[Opening Dataset excerpts section]

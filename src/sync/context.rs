use super::coordinator::{Coordinator, Session, Wait};
use super::key::ResourceKey;
use super::manager::SyncManager;
use super::scope::SyncScope;
use super::table::ContextId;
use super::timeout::Timeout;
use crate::error::{Result, SyncError};
use parking_lot::Mutex;
use std::fmt;
use std::sync::atomic::{AtomicBool, Ordering};
use std::sync::Arc;
use tracing::debug;

#[derive(Debug, Default)]
struct Holdings {
    /// One entry per successful acquisition, so reentrant holds appear repeatedly.
    held: Vec<Arc<Coordinator>>,
    /// Coordinators a thread of this context is currently blocked on.
    waiting: Vec<Arc<Coordinator>>,
}

pub(crate) struct ContextInner {
    id: ContextId,
    manager: SyncManager,
    disposed: AtomicBool,
    holdings: Mutex<Holdings>,
}

impl Session for ContextInner {
    fn id(&self) -> ContextId {
        self.id
    }

    fn is_disposed(&self) -> bool {
        self.disposed.load(Ordering::SeqCst)
    }
}

impl ContextInner {
    fn begin_wait(&self, coordinator: &Arc<Coordinator>) -> Result<()> {
        let mut holdings = self.holdings.lock();
        if self.is_disposed() {
            return Err(SyncError::disposed(self.id));
        }
        holdings.waiting.push(Arc::clone(coordinator));
        Ok(())
    }

    fn end_wait(&self, coordinator: &Arc<Coordinator>) {
        let mut holdings = self.holdings.lock();
        remove_one(&mut holdings.waiting, coordinator);
    }

    /// Record a just-acquired coordinator, or unwind it if disposal won the race.
    fn register(&self, coordinator: Arc<Coordinator>) -> Result<()> {
        {
            let mut holdings = self.holdings.lock();
            if !self.is_disposed() {
                holdings.held.push(coordinator);
                return Ok(());
            }
        }

        debug!(
            "Context {} disposed while acquiring {}; releasing",
            self.id,
            coordinator.key()
        );
        coordinator.release_for_disposed(self.id);
        Err(SyncError::disposed(self.id))
    }
}

/// Frees the context's table slot.
///
/// Every held coordinator belongs to a live [`SyncScope`], and each scope keeps
/// a handle to its context, so nothing can still be held here.
impl Drop for ContextInner {
    fn drop(&mut self) {
        debug_assert!(self.holdings.get_mut().held.is_empty());
        self.manager.contexts().remove(self.id);
    }
}

/// A session that owns locks across any number of threads.
///
/// Clones are handles to the same session. Locks taken through one thread
/// can be released from another, and [`dispose`](SyncContext::dispose)
/// releases everything the session holds and fails its pending waits.
#[derive(Clone)]
pub struct SyncContext {
    inner: Arc<ContextInner>,
}

impl SyncContext {
    pub(crate) fn new(manager: SyncManager) -> Self {
        let id = manager.contexts().insert();
        debug!("Context created: {}", id);
        Self {
            inner: Arc::new(ContextInner {
                id,
                manager,
                disposed: AtomicBool::new(false),
                holdings: Mutex::new(Holdings::default()),
            }),
        }
    }

    pub fn id(&self) -> ContextId {
        self.inner.id
    }

    pub fn manager(&self) -> &SyncManager {
        &self.inner.manager
    }

    pub fn is_disposed(&self) -> bool {
        self.inner.is_disposed()
    }

    /// Number of acquisitions currently recorded, counting reentrant ones.
    pub fn held_count(&self) -> usize {
        self.inner.holdings.lock().held.len()
    }

    /// Block until this session holds `key`.
    ///
    /// Fails with [`SyncError::ContextDisposed`] if the session is disposed
    /// before or while waiting.
    pub fn acquire(&self, key: &ResourceKey) -> Result<SyncScope> {
        if self.is_disposed() {
            return Err(SyncError::disposed(self.id()));
        }

        let coordinator = self.inner.manager.coordinator(key);

        self.inner.begin_wait(&coordinator)?;
        let acquired = coordinator.acquire(&*self.inner);
        self.inner.end_wait(&coordinator);
        acquired?;

        self.inner.register(coordinator)?;
        Ok(SyncScope::new(self.clone(), key.clone()))
    }

    /// Wait at most `timeout` for `key`.
    ///
    /// Returns `None` on timeout or if the session is (or becomes) disposed.
    pub fn try_acquire(&self, key: &ResourceKey, timeout: Timeout) -> Option<SyncScope> {
        if self.is_disposed() {
            return None;
        }

        let coordinator = self.inner.manager.coordinator(key);

        self.inner.begin_wait(&coordinator).ok()?;
        let wait = coordinator.try_acquire(&*self.inner, timeout);
        self.inner.end_wait(&coordinator);
        if wait != Wait::Acquired {
            return None;
        }

        self.inner.register(coordinator).ok()?;
        Some(SyncScope::new(self.clone(), key.clone()))
    }

    /// [`try_acquire`](Self::try_acquire) with the integer timeout encoding.
    pub fn try_acquire_millis(&self, key: &ResourceKey, millis: i64) -> Result<Option<SyncScope>> {
        let timeout = Timeout::from_millis(millis)?;
        Ok(self.try_acquire(key, timeout))
    }

    pub(crate) fn release(&self, key: &ResourceKey) {
        let Some(coordinator) = self.inner.manager.find_coordinator(key) else {
            return;
        };

        coordinator.release(self.id());
        let mut holdings = self.inner.holdings.lock();
        remove_one(&mut holdings.held, &coordinator);
    }

    /// Release every lock this session holds and fail its pending waits.
    pub fn dispose(&self) {
        let (held, waiting) = {
            let mut holdings = self.inner.holdings.lock();
            if self.inner.disposed.swap(true, Ordering::SeqCst) {
                return;
            }
            (
                std::mem::take(&mut holdings.held),
                holdings.waiting.clone(),
            )
        };

        debug!(
            "Disposing {}: {} held, {} pending",
            self.id(),
            held.len(),
            waiting.len()
        );

        for coordinator in distinct(held.into_iter().chain(waiting)) {
            coordinator.release_for_disposed(self.id());
        }
    }
}

impl fmt::Debug for SyncContext {
    fn fmt(&self, f: &mut fmt::Formatter<'_>) -> fmt::Result {
        f.debug_struct("SyncContext")
            .field("id", &self.inner.id)
            .field("disposed", &self.is_disposed())
            .finish()
    }
}

fn remove_one(list: &mut Vec<Arc<Coordinator>>, coordinator: &Arc<Coordinator>) {
    if let Some(pos) = list.iter().position(|c| Arc::ptr_eq(c, coordinator)) {
        list.swap_remove(pos);
    }
}

fn distinct(coordinators: impl IntoIterator<Item = Arc<Coordinator>>) -> Vec<Arc<Coordinator>> {
    let mut unique: Vec<Arc<Coordinator>> = Vec::new();
    for coordinator in coordinators {
        if !unique.iter().any(|c| Arc::ptr_eq(c, &coordinator)) {
            unique.push(coordinator);
        }
    }
    unique
}
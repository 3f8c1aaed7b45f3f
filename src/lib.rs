//! In-process locks owned by sessions rather than threads

pub mod error;
pub mod sync;
pub mod utils;

pub use error::{Result, SyncError};
pub use sync::{
    ContextId, Coordinator, ResourceKey, SyncContext, SyncManager, SyncScope, Timeout,
    INFINITE_MILLIS,
};
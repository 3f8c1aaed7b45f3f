//! Session-owned, fair, reentrant locks keyed by resource identity.
//!
//! A [`SyncManager`] maps each [`ResourceKey`] to a [`Coordinator`] and hands
//! out [`SyncContext`] sessions. Acquiring through a context returns a
//! [`SyncScope`]; disposing the scope (or the whole context) releases it.

mod context;
mod coordinator;
mod key;
mod manager;
mod scope;
mod table;
mod timeout;

pub use context::SyncContext;
pub use coordinator::Coordinator;
pub use key::ResourceKey;
pub use manager::SyncManager;
pub use scope::SyncScope;
pub use table::ContextId;
pub use timeout::{Timeout, INFINITE_MILLIS};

[Closing Dataset excerpts section]

> _What the task asks_:
Reply with one number: the count of lines in the entries that include the word "list".

> _Answer space_:
3